## WHAT THIS TASK INVOLVES
Transcribe the records below exactly as written, from the opening line through the line that contains "pub const STREAM_BUILD: &str".

Saved data entries
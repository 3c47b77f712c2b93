/********************************************************************************
 * Copyright (c) 2026 Contributors to the Eclipse Foundation
 *
 * See the NOTICE file(s) distributed with this work for additional
 * information regarding copyright ownership.
 *
 * This program and the accompanying materials are made available under the
 * terms of the Apache License Version 2.0 which is available at
 * https://www.apache.org/licenses/LICENSE-2.0
 *
 * SPDX-License-Identifier: Apache-2.0
 ********************************************************************************/

//! Canonical structured event names used across `bbt-stream`.

// Connection lifecycle.
pub const STREAM_BUILD: &str = "stream_build";
pub const CONNECT_START: &str = "connect_start";
pub const CONNECT_OK: &str = "connect_ok";
pub const CONNECT_FAILED: &str = "connect_failed";
pub const RECONNECTED: &str = "reconnected";
pub const DISCONNECTED: &str = "disconnected";
pub const DISCONNECT_FAILED: &str = "disconnect_failed";

// Subscribe/unsubscribe round trips.
pub const SUBSCRIBE_QUEUED: &str = "subscribe_queued";
pub const SUBSCRIBE_SEND: &str = "subscribe_send";
pub const SUBSCRIBE_SEND_FAILED: &str = "subscribe_send_failed";
pub const SUBSCRIBE_SKIPPED: &str = "subscribe_skipped";
pub const SUBSCRIBE_ACK: &str = "subscribe_ack";
pub const SUBSCRIBE_ACK_IGNORED: &str = "subscribe_ack_ignored";
pub const SUBSCRIBE_REJECTED: &str = "subscribe_rejected";
pub const SUBSCRIBE_TIMEOUT: &str = "subscribe_timeout";
pub const SUBSCRIBE_AUTH_LATE: &str = "subscribe_auth_late";
pub const RESUBSCRIBE_ALL: &str = "resubscribe_all";
pub const UNSUBSCRIBE_SEND: &str = "unsubscribe_send";
pub const UNSUBSCRIBE_SEND_FAILED: &str = "unsubscribe_send_failed";
pub const UNSUBSCRIBE_ACK: &str = "unsubscribe_ack";
pub const UNSUBSCRIBE_ACK_IGNORED: &str = "unsubscribe_ack_ignored";
pub const UNSUBSCRIBE_TIMEOUT: &str = "unsubscribe_timeout";
pub const UNSUBSCRIBE_LOCAL: &str = "unsubscribe_local";
pub const UNSUBSCRIBE_SKIPPED: &str = "unsubscribe_skipped";

// Authorization.
pub const AUTH_REQUEST: &str = "auth_request";
pub const AUTH_OK: &str = "auth_ok";
pub const AUTH_FAILED: &str = "auth_failed";

// Data path.
pub const PUBLISH_SEND: &str = "publish_send";
pub const PUBLISH_DENIED: &str = "publish_denied";
pub const PUBLISH_FAILED: &str = "publish_failed";
pub const PUBLISH_REJECTED: &str = "publish_rejected";
pub const MESSAGE_RECEIVE: &str = "message_receive";
pub const MESSAGE_DROP_UNROUTED: &str = "message_drop_unrouted";
pub const MESSAGE_DROP_UNPARSEABLE: &str = "message_drop_unparseable";
pub const EVENT_BUS_NO_RECEIVERS: &str = "event_bus_no_receivers";

// Wire adapters.
pub const LINK_SIGNAL_UNKNOWN: &str = "link_signal_unknown";
pub const LINK_CLOSED: &str = "link_closed";
pub const TRANSPORT_ERROR: &str = "transport_error";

## SOLUTION FOR THIS EXERCISE
repository 3c47b77f712c2b93
/********************************************************************************
 * Copyright (c) 2026 Contributors to the Eclipse Foundation
 *
 * See the NOTICE file(s) distributed with this work for additional
 * information regarding copyright ownership.
 *
 * This program and the accompanying materials are made available under the
 * terms of the Apache License Version 2.0 which is available at
 * https://www.apache.org/licenses/LICENSE-2.0
 *
 * SPDX-License-Identifier: Apache-2.0
 ********************************************************************************/

//! Canonical structured event names used across `bbt-stream`.

// Connection lifecycle.
pub const STREAM_BUILD: &str = "stream_build";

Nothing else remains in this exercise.